Problem
A line qualifies if it holds the string "FileSpec". Copy every qualifying line from the records.

(Stored records)
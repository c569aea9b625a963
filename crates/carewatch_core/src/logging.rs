//! Process-wide logging bootstrap.
//!
//! # Responsibility
//! - Start rolling file logs once per process.
//! - Capture panics as sanitized, single-line log events.
//!
//! # Invariants
//! - Repeating `init_logging` with the same level and directory is a no-op.
//! - A second call with a different level or directory is rejected, never
//!   applied.
//! - Initialization never panics.

use flexi_logger::{Cleanup, Criterion, FileSpec, Logger, LoggerHandle, Naming, WriteMode};
use log::{error, info};
use once_cell::sync::OnceCell;
use std::error::Error;
use std::fmt::{Display, Formatter};
use std::path::{Path, PathBuf};

const LOG_FILE_BASENAME: &str = "carewatch";
const MAX_LOG_FILE_SIZE_BYTES: u64 = 5 * 1024 * 1024;
const MAX_LOG_FILES: usize = 3;
const MAX_PANIC_PAYLOAD_CHARS: usize = 160;

static LOGGING_STATE: OnceCell<LoggingState> = OnceCell::new();
static PANIC_HOOK_INSTALLED: OnceCell<()> = OnceCell::new();

struct LoggingState {
    level: &'static str,
    log_dir: PathBuf,
    _logger: LoggerHandle,
}

#[derive(Debug)]
pub enum LoggingError {
    UnsupportedLevel(String),
    InvalidDirectory(String),
    CreateDirectory { dir: PathBuf, message: String },
    Backend(String),
    /// Logging is already running with a different configuration.
    AlreadyInitialized { active: String, requested: String },
}

impl Display for LoggingError {
    fn fmt(&self, f: &mut Formatter<'_>) -> std::fmt::Result {
        match self {
            Self::UnsupportedLevel(level) => write!(
                f,
                "unsupported log level `{level}`; expected trace|debug|info|warn|error"
            ),
            Self::InvalidDirectory(message) => write!(f, "{message}"),
            Self::CreateDirectory { dir, message } => write!(
                f,
                "failed to create log directory `{}`: {message}",
                dir.display()
            ),
            Self::Backend(message) => write!(f, "failed to start logger: {message}"),
            Self::AlreadyInitialized { active, requested } => write!(
                f,
                "logging already initialized with `{active}`; refusing to switch to `{requested}`"
            ),
        }
    }
}

impl Error for LoggingError {}

/// Starts file logging at `level` under the absolute directory `log_dir`.
///
/// # Errors
/// - `UnsupportedLevel` / `InvalidDirectory` for bad input.
/// - `AlreadyInitialized` when logging runs with another level or directory.
/// - `CreateDirectory` / `Backend` when the logger cannot start.
pub fn init_logging(level: &str, log_dir: &str) -> Result<(), LoggingError> {
    let level = normalize_level(level)?;
    let log_dir = normalize_log_dir(log_dir)?;

    let state = LOGGING_STATE.get_or_try_init(|| start_logger(level, &log_dir))?;
    ensure_same_config(state, level, &log_dir)
}

/// Active `(level, log_dir)`, or `None` before `init_logging` succeeded.
pub fn logging_status() -> Option<(&'static str, PathBuf)> {
    LOGGING_STATE
        .get()
        .map(|state| (state.level, state.log_dir.clone()))
}

/// `debug` for debug builds, `info` otherwise.
pub fn default_log_level() -> &'static str {
    if cfg!(debug_assertions) {
        "debug"
    } else {
        "info"
    }
}

fn start_logger(level: &'static str, log_dir: &Path) -> Result<LoggingState, LoggingError> {
    std::fs::create_dir_all(log_dir).map_err(|err| LoggingError::CreateDirectory {
        dir: log_dir.to_path_buf(),
        message: err.to_string(),
    })?;

    let logger = Logger::try_with_str(level)
        .map_err(|err| LoggingError::Backend(err.to_string()))?
        .log_to_file(
            FileSpec::default()
                .directory(log_dir)
                .basename(LOG_FILE_BASENAME),
        )
        .rotate(
            Criterion::Size(MAX_LOG_FILE_SIZE_BYTES),
            Naming::Numbers,
            Cleanup::KeepLogFiles(MAX_LOG_FILES),
        )
        .write_mode(WriteMode::BufferAndFlush)
        .append()
        .format_for_files(flexi_logger::detailed_format)
        .start()
        .map_err(|err| LoggingError::Backend(err.to_string()))?;

    install_panic_hook_once();

    info!(
        "event=app_start module=core status=ok platform={} build_mode={} version={}",
        std::env::consts::OS,
        build_mode(),
        env!("CARGO_PKG_VERSION")
    );
    info!(
        "event=logging_init module=core status=ok level={level} log_dir={}",
        log_dir.display()
    );

    Ok(LoggingState {
        level,
        log_dir: log_dir.to_path_buf(),
        _logger: logger,
    })
}

fn ensure_same_config(
    state: &LoggingState,
    level: &'static str,
    log_dir: &Path,
) -> Result<(), LoggingError> {
    if state.log_dir != log_dir {
        return Err(LoggingError::AlreadyInitialized {
            active: state.log_dir.display().to_string(),
            requested: log_dir.display().to_string(),
        });
    }
    if state.level != level {
        return Err(LoggingError::AlreadyInitialized {
            active: state.level.to_string(),
            requested: level.to_string(),
        });
    }
    Ok(())
}

pub(crate) fn normalize_level(level: &str) -> Result<&'static str, LoggingError> {
    match level.trim().to_ascii_lowercase().as_str() {
        "trace" => Ok("trace"),
        "debug" => Ok("debug"),
        "info" => Ok("info"),
        "warn" | "warning" => Ok("warn"),
        "error" => Ok("error"),
        other => Err(LoggingError::UnsupportedLevel(other.to_string())),
    }
}

fn normalize_log_dir(log_dir: &str) -> Result<PathBuf, LoggingError> {
    let trimmed = log_dir.trim();
    if trimmed.is_empty() {
        return Err(LoggingError::InvalidDirectory(
            "log_dir cannot be empty".to_string(),
        ));
    }
    let path = Path::new(trimmed);
    if !path.is_absolute() {
        return Err(LoggingError::InvalidDirectory(format!(
            "log_dir must be an absolute path, got `{trimmed}`"
        )));
    }
    Ok(path.to_path_buf())
}

fn build_mode() -> &'static str {
    if cfg!(debug_assertions) {
        "debug"
    } else {
        "release"
    }
}

fn install_panic_hook_once() {
    if PANIC_HOOK_INSTALLED.set(()).is_err() {
        return;
    }

    let previous_hook = std::panic::take_hook();
    std::panic::set_hook(Box::new(move |panic_info| {
        // Payloads may carry child names or notes; keep them short and on one line.
        let location = panic_info
            .location()
            .map(|loc| format!("{}:{}", loc.file(), loc.line()))
            .unwrap_or_else(|| "unknown".to_string());
        let payload = panic_payload_summary(panic_info);
        error!("event=panic_captured module=core status=error location={location} payload={payload}");
        previous_hook(panic_info);
    }));
}

fn panic_payload_summary(info: &std::panic::PanicHookInfo<'_>) -> String {
    let payload = if let Some(message) = info.payload().downcast_ref::<&str>() {
        (*message).to_string()
    } else if let Some(message) = info.payload().downcast_ref::<String>() {
        message.clone()
    } else {
        "non-string panic payload".to_string()
    };

    sanitize_message(&payload, MAX_PANIC_PAYLOAD_CHARS)
}

fn sanitize_message(value: &str, max_chars: usize) -> String {
    let normalized = value.replace(['\n', '\r'], " ");
    let mut truncated = normalized.chars().take(max_chars).collect::<String>();
    if normalized.chars().count() > max_chars {
        truncated.push_str("...");
    }
    truncated
}

#[cfg(test)]
mod tests {
    use super::{
        init_logging, logging_status, normalize_level, normalize_log_dir, sanitize_message,
        LoggingError,
    };

    #[test]
    fn normalize_level_accepts_aliases_and_case() {
        assert_eq!(normalize_level("DEBUG").expect("DEBUG should normalize"), "debug");
        assert_eq!(
            normalize_level(" warning ").expect("warning should normalize"),
            "warn"
        );
    }

    #[test]
    fn normalize_level_rejects_unknown_value() {
        let error = normalize_level("verbose").expect_err("unknown level must fail");
        assert!(matches!(error, LoggingError::UnsupportedLevel(level) if level == "verbose"));
    }

    #[test]
    fn normalize_log_dir_rejects_relative_and_empty_paths() {
        assert!(matches!(
            normalize_log_dir("logs/dev"),
            Err(LoggingError::InvalidDirectory(_))
        ));
        assert!(matches!(
            normalize_log_dir("   "),
            Err(LoggingError::InvalidDirectory(_))
        ));
    }

    #[test]
    fn sanitize_message_flattens_and_truncates() {
        let sanitized = sanitize_message("Sarah\nJohnson\rTylenol", 8);
        assert_eq!(sanitized, "Sarah Jo...");
    }

    #[test]
    fn init_logging_is_idempotent_and_rejects_conflicts() {
        let first = tempfile::tempdir().expect("temp dir");
        let second = tempfile::tempdir().expect("temp dir");
        let first_dir = first.path().to_str().expect("utf-8 temp dir").to_string();
        let second_dir = second.path().to_str().expect("utf-8 temp dir").to_string();

        init_logging("info", &first_dir).expect("first init should succeed");
        init_logging("INFO", &first_dir).expect("same config should be idempotent");

        let level_error = init_logging("debug", &first_dir).expect_err("level conflict");
        assert!(matches!(level_error, LoggingError::AlreadyInitialized { .. }));
        let dir_error = init_logging("info", &second_dir).expect_err("directory conflict");
        assert!(dir_error.to_string().contains("refusing to switch"));

        let (level, dir) = logging_status().expect("logging should be active");
        assert_eq!(level, "info");
        assert_eq!(dir, first.path());
    }
}
//! Medication row.

use super::{require_text, require_timestamp, ValidationError};
use serde::{Deserialize, Serialize};

#[derive(Debug, Clone, PartialEq, Eq, Serialize, Deserialize)]
#[serde(rename_all = "camelCase")]
pub struct Medication {
    pub id: String,
    pub child_id: String,
    pub name: String,
    pub dosage: String,
    pub scheduled_time: i64,
    pub frequency: String,
    #[serde(default)]
    pub instructions: String,
    #[serde(default)]
    pub is_critical: bool,
    #[serde(default)]
    pub last_administered: Option<i64>,
}

impl Medication {
    pub fn validate(&self) -> Result<(), ValidationError> {
        require_text("medication", "id", &self.id)?;
        require_text("medication", "child_id", &self.child_id)?;
        require_text("medication", "name", &self.name)?;
        require_text("medication", "dosage", &self.dosage)?;
        require_timestamp("medication", "scheduled_time", self.scheduled_time)
    }
}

Reply
use flexi_logger::{Cleanup, Criterion, FileSpec, Logger, LoggerHandle, Naming, WriteMode};
            FileSpec::default()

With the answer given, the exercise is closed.